#### Task objective:
If a line of the data below contains the string "that", copy it into your answer.

#### Dataset content:
/---

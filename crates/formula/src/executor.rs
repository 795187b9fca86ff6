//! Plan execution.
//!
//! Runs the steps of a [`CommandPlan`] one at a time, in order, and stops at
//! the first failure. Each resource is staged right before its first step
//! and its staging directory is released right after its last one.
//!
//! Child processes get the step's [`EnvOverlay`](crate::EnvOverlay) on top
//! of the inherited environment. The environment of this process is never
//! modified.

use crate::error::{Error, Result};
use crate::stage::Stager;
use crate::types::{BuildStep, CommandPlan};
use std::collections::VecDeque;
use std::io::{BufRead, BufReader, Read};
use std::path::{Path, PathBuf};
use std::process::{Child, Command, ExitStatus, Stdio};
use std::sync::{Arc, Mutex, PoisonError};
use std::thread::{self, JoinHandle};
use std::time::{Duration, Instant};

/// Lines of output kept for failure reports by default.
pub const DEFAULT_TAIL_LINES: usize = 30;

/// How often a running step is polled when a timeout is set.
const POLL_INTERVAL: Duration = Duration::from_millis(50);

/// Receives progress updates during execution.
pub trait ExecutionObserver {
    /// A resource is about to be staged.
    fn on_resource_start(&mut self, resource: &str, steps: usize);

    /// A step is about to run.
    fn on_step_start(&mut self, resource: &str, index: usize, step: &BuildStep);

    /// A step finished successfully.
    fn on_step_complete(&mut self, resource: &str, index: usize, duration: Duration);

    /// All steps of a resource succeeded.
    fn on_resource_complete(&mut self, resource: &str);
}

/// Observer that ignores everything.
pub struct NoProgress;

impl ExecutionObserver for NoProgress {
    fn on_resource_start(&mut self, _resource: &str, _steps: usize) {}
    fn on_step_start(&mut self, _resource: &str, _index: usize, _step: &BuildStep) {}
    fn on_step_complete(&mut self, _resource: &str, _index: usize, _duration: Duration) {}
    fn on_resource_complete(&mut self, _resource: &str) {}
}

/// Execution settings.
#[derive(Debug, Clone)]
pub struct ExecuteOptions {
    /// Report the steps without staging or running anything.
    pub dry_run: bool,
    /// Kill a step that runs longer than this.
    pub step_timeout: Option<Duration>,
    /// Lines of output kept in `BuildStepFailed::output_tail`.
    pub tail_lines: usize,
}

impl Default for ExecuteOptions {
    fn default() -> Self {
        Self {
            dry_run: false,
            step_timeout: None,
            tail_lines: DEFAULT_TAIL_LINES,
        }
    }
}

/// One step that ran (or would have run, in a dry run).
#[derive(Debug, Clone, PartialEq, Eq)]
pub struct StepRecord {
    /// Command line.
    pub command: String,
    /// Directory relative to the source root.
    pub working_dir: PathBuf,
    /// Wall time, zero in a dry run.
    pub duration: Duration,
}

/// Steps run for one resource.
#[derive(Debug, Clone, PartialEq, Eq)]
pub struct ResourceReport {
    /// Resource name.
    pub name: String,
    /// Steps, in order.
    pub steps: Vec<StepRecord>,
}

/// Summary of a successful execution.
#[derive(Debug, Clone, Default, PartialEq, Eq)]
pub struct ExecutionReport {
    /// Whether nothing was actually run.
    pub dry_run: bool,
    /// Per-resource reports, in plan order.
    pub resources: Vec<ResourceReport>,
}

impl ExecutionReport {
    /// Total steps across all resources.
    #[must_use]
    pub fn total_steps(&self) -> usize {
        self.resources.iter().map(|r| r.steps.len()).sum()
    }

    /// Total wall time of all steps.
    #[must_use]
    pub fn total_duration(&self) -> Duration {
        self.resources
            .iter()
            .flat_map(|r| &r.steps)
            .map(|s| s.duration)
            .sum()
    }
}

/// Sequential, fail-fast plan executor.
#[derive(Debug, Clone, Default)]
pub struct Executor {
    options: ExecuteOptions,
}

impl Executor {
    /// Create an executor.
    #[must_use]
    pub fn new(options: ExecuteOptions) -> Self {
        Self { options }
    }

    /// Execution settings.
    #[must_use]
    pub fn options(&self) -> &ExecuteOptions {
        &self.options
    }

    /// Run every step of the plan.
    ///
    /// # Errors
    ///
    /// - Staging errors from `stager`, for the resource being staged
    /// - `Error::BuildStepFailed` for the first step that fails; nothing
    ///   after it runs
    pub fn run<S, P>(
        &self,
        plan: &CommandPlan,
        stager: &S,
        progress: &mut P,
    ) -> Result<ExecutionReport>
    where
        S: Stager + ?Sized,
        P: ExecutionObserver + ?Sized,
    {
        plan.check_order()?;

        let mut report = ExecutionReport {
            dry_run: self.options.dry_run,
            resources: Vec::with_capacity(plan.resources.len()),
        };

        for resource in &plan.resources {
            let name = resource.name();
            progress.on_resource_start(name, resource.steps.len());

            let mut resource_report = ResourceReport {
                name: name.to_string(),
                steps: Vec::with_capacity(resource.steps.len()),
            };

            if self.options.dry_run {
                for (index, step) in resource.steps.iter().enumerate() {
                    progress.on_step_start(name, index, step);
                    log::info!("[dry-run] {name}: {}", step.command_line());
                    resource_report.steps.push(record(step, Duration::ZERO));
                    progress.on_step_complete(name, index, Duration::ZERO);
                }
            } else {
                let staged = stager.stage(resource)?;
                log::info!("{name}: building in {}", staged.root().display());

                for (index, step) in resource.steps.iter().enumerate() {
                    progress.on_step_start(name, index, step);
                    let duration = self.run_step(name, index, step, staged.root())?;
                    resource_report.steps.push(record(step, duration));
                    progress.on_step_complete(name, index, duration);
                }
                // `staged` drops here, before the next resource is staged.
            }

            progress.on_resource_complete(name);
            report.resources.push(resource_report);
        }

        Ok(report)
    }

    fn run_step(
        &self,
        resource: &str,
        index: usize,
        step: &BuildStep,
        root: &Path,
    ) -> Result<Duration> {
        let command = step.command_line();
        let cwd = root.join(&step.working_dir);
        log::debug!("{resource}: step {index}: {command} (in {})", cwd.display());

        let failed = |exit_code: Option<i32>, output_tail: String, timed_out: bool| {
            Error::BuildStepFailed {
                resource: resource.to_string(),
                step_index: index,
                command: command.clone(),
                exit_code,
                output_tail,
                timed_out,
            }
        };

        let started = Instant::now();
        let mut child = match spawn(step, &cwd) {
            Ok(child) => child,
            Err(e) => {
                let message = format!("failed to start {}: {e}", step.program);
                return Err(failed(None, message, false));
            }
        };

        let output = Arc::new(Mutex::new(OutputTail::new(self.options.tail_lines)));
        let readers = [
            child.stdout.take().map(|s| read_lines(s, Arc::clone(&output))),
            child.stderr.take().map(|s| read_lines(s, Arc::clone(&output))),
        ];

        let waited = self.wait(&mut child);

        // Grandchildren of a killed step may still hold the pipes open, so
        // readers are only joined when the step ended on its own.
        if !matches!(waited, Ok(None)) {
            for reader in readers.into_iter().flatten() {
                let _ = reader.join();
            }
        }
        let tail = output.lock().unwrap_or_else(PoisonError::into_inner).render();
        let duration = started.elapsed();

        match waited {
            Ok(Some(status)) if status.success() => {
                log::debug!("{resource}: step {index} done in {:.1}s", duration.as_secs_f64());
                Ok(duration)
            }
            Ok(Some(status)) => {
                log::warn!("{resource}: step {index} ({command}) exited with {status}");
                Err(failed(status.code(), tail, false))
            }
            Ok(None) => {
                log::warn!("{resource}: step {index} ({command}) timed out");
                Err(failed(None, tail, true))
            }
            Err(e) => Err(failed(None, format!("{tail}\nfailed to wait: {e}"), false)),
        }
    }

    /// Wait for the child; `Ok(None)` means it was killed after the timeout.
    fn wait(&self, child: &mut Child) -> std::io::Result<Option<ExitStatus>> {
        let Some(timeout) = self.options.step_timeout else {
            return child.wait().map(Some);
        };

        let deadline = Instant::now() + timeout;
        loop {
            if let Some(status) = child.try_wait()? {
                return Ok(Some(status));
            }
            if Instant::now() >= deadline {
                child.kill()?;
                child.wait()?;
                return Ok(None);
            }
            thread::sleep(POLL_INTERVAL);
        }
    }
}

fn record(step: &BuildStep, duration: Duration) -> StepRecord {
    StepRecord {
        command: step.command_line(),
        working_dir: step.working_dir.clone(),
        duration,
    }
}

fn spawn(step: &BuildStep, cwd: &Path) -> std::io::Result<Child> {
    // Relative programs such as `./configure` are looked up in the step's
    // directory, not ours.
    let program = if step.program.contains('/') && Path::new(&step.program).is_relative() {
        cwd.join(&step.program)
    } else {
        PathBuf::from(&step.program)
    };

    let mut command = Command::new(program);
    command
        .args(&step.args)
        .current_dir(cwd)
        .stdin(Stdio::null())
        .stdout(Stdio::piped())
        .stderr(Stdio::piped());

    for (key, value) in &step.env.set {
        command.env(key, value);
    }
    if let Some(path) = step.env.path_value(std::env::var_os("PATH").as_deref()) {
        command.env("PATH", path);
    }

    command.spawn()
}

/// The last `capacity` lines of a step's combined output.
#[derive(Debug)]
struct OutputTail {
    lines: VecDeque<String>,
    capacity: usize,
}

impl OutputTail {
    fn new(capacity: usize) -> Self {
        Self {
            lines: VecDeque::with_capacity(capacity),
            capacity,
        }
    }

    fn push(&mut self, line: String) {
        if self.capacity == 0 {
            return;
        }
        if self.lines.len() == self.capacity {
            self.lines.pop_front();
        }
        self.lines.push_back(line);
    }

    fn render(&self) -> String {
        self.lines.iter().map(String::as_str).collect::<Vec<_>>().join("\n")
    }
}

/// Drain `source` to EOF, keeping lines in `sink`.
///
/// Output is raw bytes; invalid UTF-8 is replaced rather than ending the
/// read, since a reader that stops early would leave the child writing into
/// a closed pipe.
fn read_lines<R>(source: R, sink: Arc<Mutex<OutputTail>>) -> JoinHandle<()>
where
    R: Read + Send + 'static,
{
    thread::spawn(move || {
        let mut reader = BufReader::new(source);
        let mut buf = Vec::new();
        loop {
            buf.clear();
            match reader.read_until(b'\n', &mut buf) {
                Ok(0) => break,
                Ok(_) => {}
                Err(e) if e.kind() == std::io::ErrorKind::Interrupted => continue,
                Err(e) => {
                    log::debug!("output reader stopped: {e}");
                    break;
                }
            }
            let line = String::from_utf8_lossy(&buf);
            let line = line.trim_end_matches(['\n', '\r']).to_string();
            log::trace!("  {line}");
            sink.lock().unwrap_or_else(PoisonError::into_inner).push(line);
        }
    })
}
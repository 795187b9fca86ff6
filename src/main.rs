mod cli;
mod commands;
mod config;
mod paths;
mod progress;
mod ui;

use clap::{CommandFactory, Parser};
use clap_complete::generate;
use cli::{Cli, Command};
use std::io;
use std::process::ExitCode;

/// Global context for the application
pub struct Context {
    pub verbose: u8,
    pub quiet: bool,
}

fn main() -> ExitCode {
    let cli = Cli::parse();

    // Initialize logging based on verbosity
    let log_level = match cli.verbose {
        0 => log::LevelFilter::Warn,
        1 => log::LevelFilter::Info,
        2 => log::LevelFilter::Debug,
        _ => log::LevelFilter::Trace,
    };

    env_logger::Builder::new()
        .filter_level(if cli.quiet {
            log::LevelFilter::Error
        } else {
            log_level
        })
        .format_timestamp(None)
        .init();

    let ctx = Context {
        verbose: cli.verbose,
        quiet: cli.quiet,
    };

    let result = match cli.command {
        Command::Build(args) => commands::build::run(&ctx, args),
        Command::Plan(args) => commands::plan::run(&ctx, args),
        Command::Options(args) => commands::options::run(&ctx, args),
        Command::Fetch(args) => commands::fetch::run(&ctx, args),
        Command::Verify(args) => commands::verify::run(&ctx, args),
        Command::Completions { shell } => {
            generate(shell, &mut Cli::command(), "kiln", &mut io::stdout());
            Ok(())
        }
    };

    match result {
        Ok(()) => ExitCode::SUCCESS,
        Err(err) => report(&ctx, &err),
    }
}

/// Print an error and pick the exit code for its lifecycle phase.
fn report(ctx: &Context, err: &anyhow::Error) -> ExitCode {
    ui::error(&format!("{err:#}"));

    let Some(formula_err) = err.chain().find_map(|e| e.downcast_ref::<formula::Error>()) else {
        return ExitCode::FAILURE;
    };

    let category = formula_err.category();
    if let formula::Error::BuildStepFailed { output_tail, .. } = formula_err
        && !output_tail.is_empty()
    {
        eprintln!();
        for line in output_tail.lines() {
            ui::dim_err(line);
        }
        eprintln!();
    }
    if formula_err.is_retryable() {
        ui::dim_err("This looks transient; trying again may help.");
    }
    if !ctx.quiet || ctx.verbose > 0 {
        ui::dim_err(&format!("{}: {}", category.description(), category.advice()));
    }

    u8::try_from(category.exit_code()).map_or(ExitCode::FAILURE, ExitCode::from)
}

\---

#### Response to this task:
/// Observer that ignores everything.
    /// Kill a step that runs longer than this.
/// One step that ran (or would have run, in a dry run).
    /// - `Error::BuildStepFailed` for the first step that fails; nothing
/// read, since a reader that stops early would leave the child writing into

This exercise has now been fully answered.